Ce n'est pas aussi clair, a estimé le délégué général. "Le problème est de savoir quand reprendront les livraisons vers l'armée de l'air : le sujet n'est pas tranché, car il dépend à la fois des contrats à l'exportation - pour lesquels des négociations sont en cours avec l'Inde et plusieurs pays du Moyen-Orient et d'Asie - et des possibilités de montée en cadence des chaînes, chez Dassault comme chez Safran et Thales" (...) L'exercice n'est évidemment pas simple, car certaines données restent floues".

 

Une cadence de production de trois Rafale?

Selon Laurent Collet-Billon, "la maison Dassault est à même d'assurer une cadence de production de trois avions par mois". Mais pour le délégué, "la vraie question est de savoir si ses fournisseurs suivront : je pense par exemple au motoriste, qui produit des aubes de turbine à fabrication de long cycle". Au total, entre 300 et 500 PME contribuent au programme Rafale, "parmi lesquelles des équipementiers qui travaillent aussi pour Thales sur des radars".

"Les capacités de montée en puissance de ces entreprises doivent être vérifiées au cas par cas ; à défaut, il faudra trouver des secondes sources, ce qui n'est pas simple car les qualifications devraient alors intervenir dans des délais assez brefs.

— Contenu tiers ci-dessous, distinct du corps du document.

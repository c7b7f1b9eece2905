//! Proximity queries between routes and obstacles.
//!
//! ```rust
//! use marga::core::{Obstacle, Point2D};
//! use marga::query::{ProximityChecker, min_clearance};
//!
//! let obstacles = [Obstacle::new(50.0, 0.0)];
//! let route = [Point2D::new(0.0, 0.0), Point2D::new(50.0, 30.0)];
//!
//! assert!(min_clearance(&route, &obstacles, 20.0) >= 20.0);
//!
//! let checker = ProximityChecker::new(&obstacles, 20.0);
//! assert!(checker.is_clear(&route));
//! ```

mod proximity;

pub use proximity::{
    ClearanceMode, ProximityChecker, ProximityReport, UNOBSTRUCTED, min_clearance,
};
//! Main MargaConfig and conversion methods.

use std::path::Path;

use serde::{Deserialize, Serialize};

use crate::pathfinding::{GridConfig, SmoothingConfig};
use crate::planner::PlannerConfig;
use crate::routing::{DetourConfig, DirectConfig};

use super::display::DisplaySection;
use super::error::ConfigLoadError;
use super::grid::GridSection;
use super::planner::{PlannerSection, SmoothingSection};
use super::routing::{DetourSection, DirectSection};

/// Full Marga configuration loaded from YAML
#[derive(Clone, Debug, Serialize, Deserialize, Default)]
pub struct MargaConfig {
    /// Planner settings
    #[serde(default)]
    pub planner: PlannerSection,

    /// Straight-line router settings
    #[serde(default)]
    pub direct: DirectSection,

    /// Detour walker settings
    #[serde(default)]
    pub detour: DetourSection,

    /// Grid search settings
    #[serde(default)]
    pub grid: GridSection,

    /// Route smoothing settings
    #[serde(default)]
    pub smoothing: SmoothingSection,

    /// Display settings
    #[serde(default)]
    pub display: DisplaySection,
}

impl MargaConfig {
    /// Load configuration from a YAML file
    pub fn load(path: &Path) -> Result<Self, ConfigLoadError> {
        let contents =
            std::fs::read_to_string(path).map_err(|e| ConfigLoadError::Io(e.to_string()))?;
        Self::from_yaml(&contents)
    }

    /// Load from default config path (configs/marga.yaml)
    pub fn load_default() -> Result<Self, ConfigLoadError> {
        let path = Path::new("configs/marga.yaml");
        if path.exists() {
            Self::load(path)
        } else {
            Ok(Self::default())
        }
    }

    /// Parse from YAML string
    pub fn from_yaml(yaml: &str) -> Result<Self, ConfigLoadError> {
        serde_yaml::from_str(yaml).map_err(|e| ConfigLoadError::Parse(e.to_string()))
    }

    /// Get the straight-line router config
    pub fn direct_config(&self) -> DirectConfig {
        self.direct.to_direct_config()
    }

    /// Get the detour walker config
    pub fn detour_config(&self) -> DetourConfig {
        self.detour.to_detour_config()
    }

    /// Get the grid search config
    pub fn grid_config(&self) -> GridConfig {
        self.grid.to_grid_config()
    }

    /// Get the smoothing config
    pub fn smoothing_config(&self) -> SmoothingConfig {
        SmoothingConfig {
            los_step_size: self.smoothing.los_step_size,
        }
    }

    /// Convert to PlannerConfig for RoutePlanner
    pub fn to_planner_config(&self) -> PlannerConfig {
        PlannerConfig {
            clearance: self.planner.clearance,
            fallback: self.planner.fallback,
            clearance_mode: self.planner.clearance_mode,
            anchor_endpoints: self.planner.anchor_endpoints,
            smooth: self.smoothing.enabled,
            direct: self.direct_config(),
            detour: self.detour_config(),
            grid: self.grid_config(),
            smoothing: self.smoothing_config(),
        }
    }

    /// Plane units per displayed meter
    pub fn units_per_meter(&self) -> f32 {
        self.display.units_per_meter
    }
}
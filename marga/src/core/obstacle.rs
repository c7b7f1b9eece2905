//! Circular obstacles.

use serde::{Deserialize, Serialize};

use super::Point2D;

/// A circular obstacle.
///
/// Only the center is stored. The radius a route must keep clear of is shared
/// by every obstacle in a planning request and is passed alongside the slice.
#[derive(Clone, Copy, Debug, PartialEq, Default, Serialize, Deserialize)]
#[serde(transparent)]
pub struct Obstacle {
    /// Obstacle center
    pub center: Point2D,
}

impl Obstacle {
    /// Create an obstacle centered at (x, y)
    #[inline]
    pub fn new(x: f32, y: f32) -> Self {
        Self {
            center: Point2D::new(x, y),
        }
    }

    /// Distance from a point to the obstacle center
    #[inline]
    pub fn distance_to(&self, point: &Point2D) -> f32 {
        self.center.distance(point)
    }

    /// Is `point` closer than `clearance` to this obstacle?
    #[inline]
    pub fn intrudes(&self, point: &Point2D, clearance: f32) -> bool {
        self.center.distance_squared(point) < clearance * clearance
    }
}

impl From<Point2D> for Obstacle {
    fn from(center: Point2D) -> Self {
        Self { center }
    }
}
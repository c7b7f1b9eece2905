//! Test utilities for Marga planning tests.
//!
//! Obstacle layouts and request generators shared by the integration tests.

#![allow(dead_code)]

use marga::{Obstacle, Point2D};
use rand::prelude::*;
use std::f32::consts::TAU;

/// Clearance radius used throughout the tests.
pub const CLEARANCE: f32 = 20.0;

/// Obstacles evenly spaced on a circle.
pub fn ring(center: Point2D, radius: f32, count: usize) -> Vec<Obstacle> {
    (0..count)
        .map(|i| {
            let angle = TAU * i as f32 / count as f32;
            Obstacle::from(center + Point2D::new(angle.cos(), angle.sin()) * radius)
        })
        .collect()
}

/// Vertical wall of obstacles at `x` from `y_from` to `y_to`.
pub fn wall(x: f32, y_from: f32, y_to: f32, spacing: f32) -> Vec<Obstacle> {
    let count = ((y_to - y_from) / spacing).floor() as usize;
    (0..=count)
        .map(|i| Obstacle::new(x, y_from + i as f32 * spacing))
        .collect()
}

/// Random obstacle field, like the interactive demo places them.
///
/// Centers are uniform in `[min, max)` on both axes.
pub fn random_field(count: usize, min: f32, max: f32, seed: u64) -> Vec<Obstacle> {
    let mut rng = StdRng::seed_from_u64(seed);
    (0..count)
        .map(|_| Obstacle::new(rng.random_range(min..max), rng.random_range(min..max)))
        .collect()
}

/// Random point in `[min, max)²`.
pub fn random_point(rng: &mut StdRng, min: f32, max: f32) -> Point2D {
    Point2D::new(rng.random_range(min..max), rng.random_range(min..max))
}

/// Is `point` at least `clearance` from every obstacle?
pub fn is_clear(point: Point2D, obstacles: &[Obstacle], clearance: f32) -> bool {
    obstacles.iter().all(|o| o.distance_to(&point) >= clearance)
}

/// Install the test logger once.
pub fn init_logging() {
    let _ = env_logger::builder().is_test(true).try_init();
}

La LPM a en tout cas été construite sur la base d'une livraison de vingt-six Rafale monoplaces, biplaces et marine : pour le reste, les incertitudes demeuraient grandes", a expliqué le délégué général.

Pour le délégué général, le compte n'est pas encore bon au niveau de l'exportation malgré les 48 vendus à l'Egypte et au Qatar, qui possèdent tous les deux des options pour 12 appareils supplémentaires. "Compte tenu du contrat signé avec le Qatar, ce sont déjà une bonne trentaine d'avions export qui se substitueront aux livraisons nationales : il en manque donc de cinq à dix pour atteindre l'objectif, ce qui, au vu des prospects en cours, se fera sans difficulté", a-t-il expliqué aux députés.

Pour un industriel interrogé sur une montée en cadence de la production des Rafale, "ce sont des soucis de riches, des soucis que nous préférons gérer. Ce dont on parle me semble tout à fait gérable". Et de rappeler qu'un "avion par mois" sort de la chaine, sauf en août où elle est fermée. Soit 11 par an. "Nous avons appris à travailler lentement, note-t-il. C'est cela la réalité, nous avons appris à travailler lentement pour se mettre au rythme d'acquisition qui était permis au ministère de la Défense". Donc, "si on doit monter en cadence à 1,5 par mois, voire de 1,5 à 2 appareils,  Il faut juste réapprendre à travailler normalement. Je sais comment trouver des solutions, cela ne m'inquiète pas plus que cela".

 

Le prix du Rafale baisse... de façon marginale

Selon Laurent Collet-Billon, "les exportations de Rafale sont d'abord bénéfiques au regard des lois de Wright, avec un coefficient de dégressivité de 0,9 pour la cellule et de 0,8 pour les équipements. Le fait que les avions destinés à l'armée française reculent dans la série de production est donc plutôt positif. Cela dit, les prix ne baisseront que de façon marginale car seules des quantités de production élevées peuvent générer des effets significatifs sur ce plan, même si la courbe baisse fortement au départ. Le 4 300e F-16 ne coûte ainsi que 30 millions d'euros : la production du Rafale est encore loin de ce chiffre..."

À ce stade 140 Rafale ont été livrés, dont cinq ont subi un crash, a rappelé Laurent Collet-Billon. Une fois qu'elle sera exécutée, la quatrième tranche fera porter le total des livraisons à 180 avions.